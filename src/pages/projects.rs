//! Projects Page
//!
//! Project table with search, division/status filters and sorting. Rows
//! open a detail modal (approve / reject), a delete confirmation, and for
//! completed projects an archive form.

use leptos::prelude::*;
use remote_collection::{ActionKind, FilterCriteria, FilterValue, ModalSlot, SortSpec};

use super::archive_modal::ArchiveModal;
use crate::api;
use crate::components::{ChoiceFilter, ConfirmModal, ListStatus, Modal, ReasonForm, SearchInput, SortSelect, StatusBadge};
use crate::context::use_app_context;
use crate::list::{use_list_controller, ListHandle, Notice};
use crate::models::{choice_label, date_part, ArchiveSource, CreateArchiveRequest, Project, Role, DIVISIONS, PROJECT_STATUSES};

const SEARCH_FIELDS: &[&str] = &["name", "projectCode"];

const APPROVED: Notice = Notice::new("Project approved", "Failed to approve project");
const REJECTED: Notice = Notice::new("Project rejected", "Failed to reject project");
const DELETED: Notice = Notice::new("Project deleted", "Failed to delete project");
const ARCHIVED: Notice = Notice::new("Project archived", "Failed to archive project");

#[component]
pub fn ProjectsPage() -> impl IntoView {
    let ctx = use_app_context();
    let page_size = ctx.page_size();
    let list = use_list_controller(move |client| api::project_list(client, page_size));

    let search = RwSignal::new(String::new());
    let division = RwSignal::new(String::new());
    let status = RwSignal::new(String::new());
    let sort = RwSignal::new(SortSpec::default());

    let rows = move || {
        let criteria = FilterCriteria::new(SEARCH_FIELDS)
            .with_search(search.get())
            .with_filter("division", FilterValue::from_option(&division.get()))
            .with_filter("status", FilterValue::from_option(&status.get()));
        list.rows(&criteria, sort.get())
    };

    let delete_target = move || list.target(ModalSlot::DeleteConfirm);
    let confirm_delete = move |_: ()| {
        if let Some(project) = list.peek_modals(|m| m.confirm(ModalSlot::DeleteConfirm)) {
            list.dispatch_from_modal(ModalSlot::DeleteConfirm, api::delete_project(&project.id), DELETED);
        }
    };

    let submit_archive = move |archive: CreateArchiveRequest| {
        let Some(project) = list.peek_modals(|m| m.confirm(ModalSlot::Archive)) else { return };
        match api::archive_project(&project.id, &archive) {
            Ok(request) => list.dispatch_from_modal(ModalSlot::Archive, request, ARCHIVED),
            Err(err) => list.reject_input(err.user_message(ARCHIVED.failure)),
        }
    };

    view! {
        <div class="page projects-page">
            <div class="page-toolbar">
                <SearchInput value=search placeholder="Search name or code..." />
                <ChoiceFilter value=division choices=DIVISIONS any_label="All divisions" />
                <ChoiceFilter value=status choices=PROJECT_STATUSES any_label="All statuses" />
                <SortSelect value=sort />
                <button class="btn btn-secondary" on:click=move |_| list.refresh()>"Refresh"</button>
            </div>

            <ListStatus
                loading=Signal::derive(move || list.is_loading())
                error=Signal::derive(move || list.error())
                empty=Signal::derive(move || list.is_empty())
                empty_text="No projects yet"
                on_retry=move |_| list.refresh()
            />

            <table class="data-table">
                <thead>
                    <tr>
                        <th>"Code"</th>
                        <th>"Name"</th>
                        <th>"Leader"</th>
                        <th>"Division"</th>
                        <th>"Status"</th>
                        <th>"Progress"</th>
                        <th>"Actions"</th>
                    </tr>
                </thead>
                <tbody>
                    {move || rows().into_iter().map(|project| view! { <ProjectRow project=project list=list /> }).collect_view()}
                </tbody>
            </table>

            <ProjectDetailModal list=list />

            <ConfirmModal
                title="Delete project"
                message=Signal::derive(move || {
                    delete_target()
                        .map(|p| format!("Delete {} ({})? This cannot be undone.", p.name, p.project_code))
                        .unwrap_or_default()
                })
                open=Signal::derive(move || list.is_open(ModalSlot::DeleteConfirm))
                busy=Signal::derive(move || list.is_busy())
                on_confirm=confirm_delete
                on_cancel=move |_| list.cancel(ModalSlot::DeleteConfirm)
            />

            <ArchiveModal
                source=ArchiveSource::Project
                open=Signal::derive(move || list.is_open(ModalSlot::Archive))
                target=Signal::derive(move || list.target(ModalSlot::Archive).map(|p| (p.id, p.name)))
                busy=Signal::derive(move || list.is_busy())
                on_submit=submit_archive
                on_cancel=move |_| list.cancel(ModalSlot::Archive)
            />
        </div>
    }
}

#[component]
fn ProjectRow(project: Project, list: ListHandle<Project>) -> impl IntoView {
    let ctx = use_app_context();
    let id = project.id.clone();
    let deleting = move || list.is_pending_for(ActionKind::Delete, &id);
    let can_archive = project.is_completed();
    let detail_target = project.clone();
    let delete_target = project.clone();
    let archive_target = project.clone();

    view! {
        <tr class:row-busy=deleting>
            <td class="mono">{project.project_code.clone()}</td>
            <td>{project.name.clone()}</td>
            <td>{project.leader_name().to_string()}</td>
            <td>{choice_label(DIVISIONS, &project.division)}</td>
            <td>
                <StatusBadge status=project.status.clone() label=choice_label(PROJECT_STATUSES, &project.status) />
                {project.is_awaiting_approval().then(|| view! { <StatusBadge status="pending" label="Awaiting approval" /> })}
            </td>
            <td>{format!("{}%", project.progress_percent)}</td>
            <td class="row-actions">
                <button class="btn btn-small" on:click=move |_| list.open(ModalSlot::Detail, detail_target.clone())>
                    "Detail"
                </button>
                <Show when=move || can_archive && ctx.allows(Role::can_archive)>
                    {
                        let target = archive_target.clone();
                        view! {
                            <button
                                class="btn btn-small"
                                disabled=move || list.is_busy()
                                on:click=move |_| list.open(ModalSlot::Archive, target.clone())
                            >
                                "Archive"
                            </button>
                        }
                    }
                </Show>
                <Show when=move || ctx.allows(Role::can_delete)>
                    {
                        let target = delete_target.clone();
                        view! {
                            <button
                                class="btn btn-small btn-danger"
                                disabled=move || list.is_busy()
                                on:click=move |_| list.open(ModalSlot::DeleteConfirm, target.clone())
                            >
                                "Delete"
                            </button>
                        }
                    }
                </Show>
            </td>
        </tr>
    }
}

#[component]
fn ProjectDetailModal(list: ListHandle<Project>) -> impl IntoView {
    let ctx = use_app_context();
    let project = move || list.target(ModalSlot::Detail);
    let editing_reason = move || list.with_modals(|m| m.reason().is_editing());

    let approve = move || {
        let Some(p) = list.peek_modals(|m| m.confirm(ModalSlot::Detail)) else { return };
        list.dispatch_from_modal(ModalSlot::Detail, api::approve_project(&p.id), APPROVED);
    };

    let submit_reject = move |_: ()| {
        let Some(p) = list.peek_modals(|m| m.confirm(ModalSlot::Detail)) else { return };
        let request = list
            .peek_modals(|m| m.submit_reason())
            .and_then(|reason| api::reject_project(&p.id, &reason));
        match request {
            Ok(request) => list.dispatch_from_modal(ModalSlot::Detail, request, REJECTED),
            Err(err) => list.reject_input(err.user_message("A rejection reason is required")),
        }
    };

    let title = move || project().map(|p| format!("Project: {}", p.project_code)).unwrap_or_default();

    view! {
        <Modal
            title=Signal::derive(title)
            open=Signal::derive(move || list.is_open(ModalSlot::Detail))
            on_close=move |_| list.cancel(ModalSlot::Detail)
        >
            {move || project().map(|p| {
                let can_decide = p.is_awaiting_approval();
                view! {
                    <dl class="detail-grid">
                        <dt>"Name"</dt><dd>{p.name.clone()}</dd>
                        <dt>"Division"</dt><dd>{choice_label(DIVISIONS, &p.division)}</dd>
                        <dt>"Activity"</dt><dd>{p.activity_type.clone().unwrap_or_default()}</dd>
                        <dt>"Status"</dt><dd>{choice_label(PROJECT_STATUSES, &p.status)}</dd>
                        <dt>"Approval"</dt><dd>{p.approval_status.clone().unwrap_or_else(|| "-".into())}</dd>
                        <dt>"Period"</dt>
                        <dd>
                            {p.start_date.as_deref().map(date_part).unwrap_or("-").to_string()}
                            " to "
                            {p.end_date.as_deref().map(date_part).unwrap_or("-").to_string()}
                        </dd>
                        <dt>"Leader"</dt><dd>{p.leader_name().to_string()}</dd>
                        <dt>"Team"</dt>
                        <dd>{p.team_members.iter().map(|m| m.full_name.clone()).collect::<Vec<_>>().join(", ")}</dd>
                        <dt>"Progress"</dt><dd>{format!("{}%", p.progress_percent)}</dd>
                    </dl>
                    <p class="detail-description">{p.description.clone().unwrap_or_default()}</p>
                    {p.rejection_reason.clone().map(|r| view! { <p class="detail-rejection">"Rejected: " {r}</p> })}
                    <Show when=move || can_decide && ctx.allows(Role::can_approve_projects)>
                        <Show
                            when=editing_reason
                            fallback=move || view! {
                                <div class="modal-actions">
                                    <button
                                        class="btn btn-danger"
                                        disabled=move || list.is_busy()
                                        on:click=move |_| list.update_modals(|m| m.begin_reason())
                                    >
                                        "Reject"
                                    </button>
                                    <button class="btn btn-primary" disabled=move || list.is_busy() on:click=move |_| approve()>
                                        {move || if list.is_busy() { "Working..." } else { "Approve" }}
                                    </button>
                                </div>
                            }
                        >
                            <ReasonForm
                                reason=Signal::derive(move || list.with_modals(|m| m.reason().text().to_string()))
                                on_input=move |text: String| list.update_modals(|m| m.set_reason(text))
                                on_submit=submit_reject
                                on_cancel=move |_| list.update_modals(|m| m.cancel_reason())
                                busy=Signal::derive(move || list.is_busy())
                            />
                        </Show>
                    </Show>
                }
            })}
        </Modal>
    }
}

☆ ☆ ☆ ☆ ☆

Aim of the exercise »
Repeat the entries verbatim through the line with "const SEARCH_FIELDS: &[&str]".

Output below »
filename src/pages/projects.rs
//! Projects Page
//!
//! Project table with search, division/status filters and sorting. Rows
//! open a detail modal (approve / reject), a delete confirmation, and for
//! completed projects an archive form.

use leptos::prelude::*;
use remote_collection::{ActionKind, FilterCriteria, FilterValue, ModalSlot, SortSpec};

use super::archive_modal::ArchiveModal;
use crate::api;
use crate::components::{ChoiceFilter, ConfirmModal, ListStatus, Modal, ReasonForm, SearchInput, SortSelect, StatusBadge};
use crate::context::use_app_context;
use crate::list::{use_list_controller, ListHandle, Notice};
use crate::models::{choice_label, date_part, ArchiveSource, CreateArchiveRequest, Project, Role, DIVISIONS, PROJECT_STATUSES};

const SEARCH_FIELDS: &[&str] = &["name", "projectCode"];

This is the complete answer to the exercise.